CAPITULO II
San Lorenzo del Valle hace honor a su nombre y apellido. Al nombre por la iglesia y el patrón que procesionan por las fiestas y al apellido por el valle del río Ranillas que es donde se asienta.
Es un pueblo no apto para la lírica ni para la épica, por lo menos en su parte vieja, pues San Lorenzo tiene un Barrio Viejo donde viven los del pueblo de toda la vida y un Barrio Nuevo donde viven los veraneantes de toda la vida, es decir; los que se fueron del pueblo de jóvenes y regresan cada verano, para las fiestas, antes con sus hijos y ahora con sus nietos.

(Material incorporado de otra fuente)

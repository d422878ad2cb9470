//! Service wiring and operation orchestration.
//!
//! `AppServices` owns the collaborator handles and hosts every operation the
//! routes expose: token-validated account flows, ownership-checked content
//! transitions, admin moderation, and public discovery. Routes stay thin.

use std::sync::Arc;

use chrono::Utc;

use podharbor_accounts::{account as account_rules, determine_roles, Account, NewAccount};
use podharbor_auth::{
    assert_owner, ensure_strong, require_role, validate_token, Role, TokenCodec, TokenKind,
};
use podharbor_catalog::{
    Episode, EpisodeStatus, NewEpisode, NewPodcast, Podcast, PodcastStatus,
};
use podharbor_core::{DomainResult, Fault, Patch, PodcastId};
use podharbor_infra::{
    dispatch_with_retry, AccountFilter, AccountStore, ArgonPasswordHasher, BlobStore,
    DeletionCascade, InMemoryBlobStore, InMemoryStore, Media, NoticeKind, Notifier, PageRequest,
    PasswordHasher, PodcastFilter, PodcastStore, RetryPolicy, TracingNotifier,
};

use crate::app::dto;
use crate::config::AppConfig;

pub struct AppServices {
    accounts: Arc<dyn AccountStore>,
    podcasts: Arc<dyn PodcastStore>,
    media: Media,
    hasher: Arc<dyn PasswordHasher>,
    notifier: Arc<dyn Notifier>,
    tokens: TokenCodec,
    cascade: DeletionCascade,
    admin_email: String,
    notify_retry: RetryPolicy,
}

El Barrio Viejo, o el de abajo como otros lo llaman es una colección de casas y corrales desvencijados, amenazando ruina y llenos de remiendos. Parece como si el pueblo se hubiese construido todo de una vez, en una época remota, sin duda más próspera y desde entonces la única tarea realizada por sus habitantes haya sido la de poner parches a su deterioro. Parches y más parches en paredes, puertas, ventanas y tejados algunos con tanta solera que ya hay parches sobre los parches. Las casas son de piedra y adobe, con su esqueleto de madera y los remiendos son de todos los materiales imaginables; ladrillos, bloques, chapas, neumáticos, latas o cualquier otro que resista al agua y al viento. Parece que las puertas y ventanas se han llevado la peor parte; en unas faltan cristales o están rotos, en otras una lata de sardinas del año 54 tapa un agujero; los cuarterones y los marcos están torcidos, con la madera carcomida y podrida por la humedad. Muchas casas tienen las puertas y ventanas tapiadas con ladrillos.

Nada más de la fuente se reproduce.